──────── Data for review ────────

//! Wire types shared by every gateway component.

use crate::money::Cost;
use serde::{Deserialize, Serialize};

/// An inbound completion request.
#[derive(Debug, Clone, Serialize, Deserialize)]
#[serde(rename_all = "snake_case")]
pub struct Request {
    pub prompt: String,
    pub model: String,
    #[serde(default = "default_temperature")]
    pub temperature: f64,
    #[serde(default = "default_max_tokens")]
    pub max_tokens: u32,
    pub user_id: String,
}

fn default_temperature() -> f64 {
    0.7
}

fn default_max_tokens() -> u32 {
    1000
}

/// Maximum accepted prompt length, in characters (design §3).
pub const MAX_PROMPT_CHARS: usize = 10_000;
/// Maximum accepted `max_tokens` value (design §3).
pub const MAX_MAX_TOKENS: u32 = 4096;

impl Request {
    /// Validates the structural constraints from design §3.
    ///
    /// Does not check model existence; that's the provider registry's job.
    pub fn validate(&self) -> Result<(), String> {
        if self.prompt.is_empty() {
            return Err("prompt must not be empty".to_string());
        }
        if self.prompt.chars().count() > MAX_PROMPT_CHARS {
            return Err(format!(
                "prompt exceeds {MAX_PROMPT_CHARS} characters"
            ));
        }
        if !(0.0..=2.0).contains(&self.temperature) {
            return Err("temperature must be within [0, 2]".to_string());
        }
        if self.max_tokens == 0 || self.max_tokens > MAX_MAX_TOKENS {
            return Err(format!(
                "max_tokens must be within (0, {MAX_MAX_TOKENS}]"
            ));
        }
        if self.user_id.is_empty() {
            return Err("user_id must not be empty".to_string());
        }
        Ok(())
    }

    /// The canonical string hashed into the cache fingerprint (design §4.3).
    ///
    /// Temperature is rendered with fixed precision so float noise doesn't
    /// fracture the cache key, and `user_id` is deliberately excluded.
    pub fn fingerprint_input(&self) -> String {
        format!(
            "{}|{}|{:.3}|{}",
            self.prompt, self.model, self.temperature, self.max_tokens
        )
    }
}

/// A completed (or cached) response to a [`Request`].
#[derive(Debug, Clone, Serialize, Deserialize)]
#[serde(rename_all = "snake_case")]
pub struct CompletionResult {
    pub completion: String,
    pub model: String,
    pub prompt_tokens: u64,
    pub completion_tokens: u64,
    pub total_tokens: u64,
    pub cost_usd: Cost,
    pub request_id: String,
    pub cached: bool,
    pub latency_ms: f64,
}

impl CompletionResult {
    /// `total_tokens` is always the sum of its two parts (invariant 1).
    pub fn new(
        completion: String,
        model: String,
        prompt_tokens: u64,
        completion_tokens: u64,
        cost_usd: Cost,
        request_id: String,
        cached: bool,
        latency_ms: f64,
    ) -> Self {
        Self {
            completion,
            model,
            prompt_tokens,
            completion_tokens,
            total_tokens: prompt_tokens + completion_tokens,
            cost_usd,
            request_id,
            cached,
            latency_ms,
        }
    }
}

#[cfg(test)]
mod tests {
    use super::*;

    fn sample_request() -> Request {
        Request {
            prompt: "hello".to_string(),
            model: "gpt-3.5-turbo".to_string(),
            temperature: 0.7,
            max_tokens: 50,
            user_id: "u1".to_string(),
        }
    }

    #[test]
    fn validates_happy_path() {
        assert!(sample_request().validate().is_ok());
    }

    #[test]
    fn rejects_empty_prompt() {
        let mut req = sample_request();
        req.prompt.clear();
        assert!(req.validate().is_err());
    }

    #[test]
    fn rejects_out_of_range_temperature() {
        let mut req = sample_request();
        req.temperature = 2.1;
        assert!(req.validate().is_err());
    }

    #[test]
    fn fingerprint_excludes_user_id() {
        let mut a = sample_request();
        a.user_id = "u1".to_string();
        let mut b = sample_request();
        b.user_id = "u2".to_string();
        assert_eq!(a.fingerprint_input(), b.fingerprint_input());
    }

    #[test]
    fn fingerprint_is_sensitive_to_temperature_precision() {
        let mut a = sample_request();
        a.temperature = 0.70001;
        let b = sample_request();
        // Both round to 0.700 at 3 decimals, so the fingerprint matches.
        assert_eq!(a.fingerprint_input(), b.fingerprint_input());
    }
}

────────

To do
Above are the records; set each one down word for word.

Problem solution
//! Wire types shared by every gateway component.

use crate::money::Cost;
use serde::{Deserialize, Serialize};

/// An inbound completion request.
#[derive(Debug, Clone, Serialize, Deserialize)]
#[serde(rename_all = "snake_case")]
pub struct Request {
    pub prompt: String,
    pub model: String,
    #[serde(default = "default_temperature")]
    pub temperature: f64,
    #[serde(default = "default_max_tokens")]
    pub max_tokens: u32,
    pub user_id: String,
}

fn default_temperature() -> f64 {
    0.7
}

fn default_max_tokens() -> u32 {
    1000
}

/// Maximum accepted prompt length, in characters (design §3).
pub const MAX_PROMPT_CHARS: usize = 10_000;
/// Maximum accepted `max_tokens` value (design §3).
pub const MAX_MAX_TOKENS: u32 = 4096;

impl Request {
    /// Validates the structural constraints from design §3.
    ///
    /// Does not check model existence; that's the provider registry's job.
    pub fn validate(&self) -> Result<(), String> {
        if self.prompt.is_empty() {
            return Err("prompt must not be empty".to_string());
        }
        if self.prompt.chars().count() > MAX_PROMPT_CHARS {
            return Err(format!(
                "prompt exceeds {MAX_PROMPT_CHARS} characters"
            ));
        }
        if !(0.0..=2.0).contains(&self.temperature) {
            return Err("temperature must be within [0, 2]".to_string());
        }
        if self.max_tokens == 0 || self.max_tokens > MAX_MAX_TOKENS {
            return Err(format!(
                "max_tokens must be within (0, {MAX_MAX_TOKENS}]"
            ));
        }
        if self.user_id.is_empty() {
            return Err("user_id must not be empty".to_string());
        }
        Ok(())
    }

    /// The canonical string hashed into the cache fingerprint (design §4.3).
    ///
    /// Temperature is rendered with fixed precision so float noise doesn't
    /// fracture the cache key, and `user_id` is deliberately excluded.
    pub fn fingerprint_input(&self) -> String {
        format!(
            "{}|{}|{:.3}|{}",
            self.prompt, self.model, self.temperature, self.max_tokens
        )
    }
}

/// A completed (or cached) response to a [`Request`].
#[derive(Debug, Clone, Serialize, Deserialize)]
#[serde(rename_all = "snake_case")]
pub struct CompletionResult {
    pub completion: String,
    pub model: String,
    pub prompt_tokens: u64,
    pub completion_tokens: u64,
    pub total_tokens: u64,
    pub cost_usd: Cost,
    pub request_id: String,
    pub cached: bool,
    pub latency_ms: f64,
}

impl CompletionResult {
    /// `total_tokens` is always the sum of its two parts (invariant 1).
    pub fn new(
        completion: String,
        model: String,
        prompt_tokens: u64,
        completion_tokens: u64,
        cost_usd: Cost,
        request_id: String,
        cached: bool,
        latency_ms: f64,
    ) -> Self {
        Self {
            completion,
            model,
            prompt_tokens,
            completion_tokens,
            total_tokens: prompt_tokens + completion_tokens,
            cost_usd,
            request_id,
            cached,
            latency_ms,
        }
    }
}

#[cfg(test)]
mod tests {
    use super::*;

    fn sample_request() -> Request {
        Request {
            prompt: "hello".to_string(),
            model: "gpt-3.5-turbo".to_string(),
            temperature: 0.7,
            max_tokens: 50,
            user_id: "u1".to_string(),
        }
    }

    #[test]
    fn validates_happy_path() {
        assert!(sample_request().validate().is_ok());
    }

    #[test]
    fn rejects_empty_prompt() {
        let mut req = sample_request();
        req.prompt.clear();
        assert!(req.validate().is_err());
    }

    #[test]
    fn rejects_out_of_range_temperature() {
        let mut req = sample_request();
        req.temperature = 2.1;
        assert!(req.validate().is_err());
    }

    #[test]
    fn fingerprint_excludes_user_id() {
        let mut a = sample_request();
        a.user_id = "u1".to_string();
        let mut b = sample_request();
        b.user_id = "u2".to_string();
        assert_eq!(a.fingerprint_input(), b.fingerprint_input());
    }

    #[test]
    fn fingerprint_is_sensitive_to_temperature_precision() {
        let mut a = sample_request();
        a.temperature = 0.70001;
        let b = sample_request();
        // Both round to 0.700 at 3 decimals, so the fingerprint matches.
        assert_eq!(a.fingerprint_input(), b.fingerprint_input());
    }
}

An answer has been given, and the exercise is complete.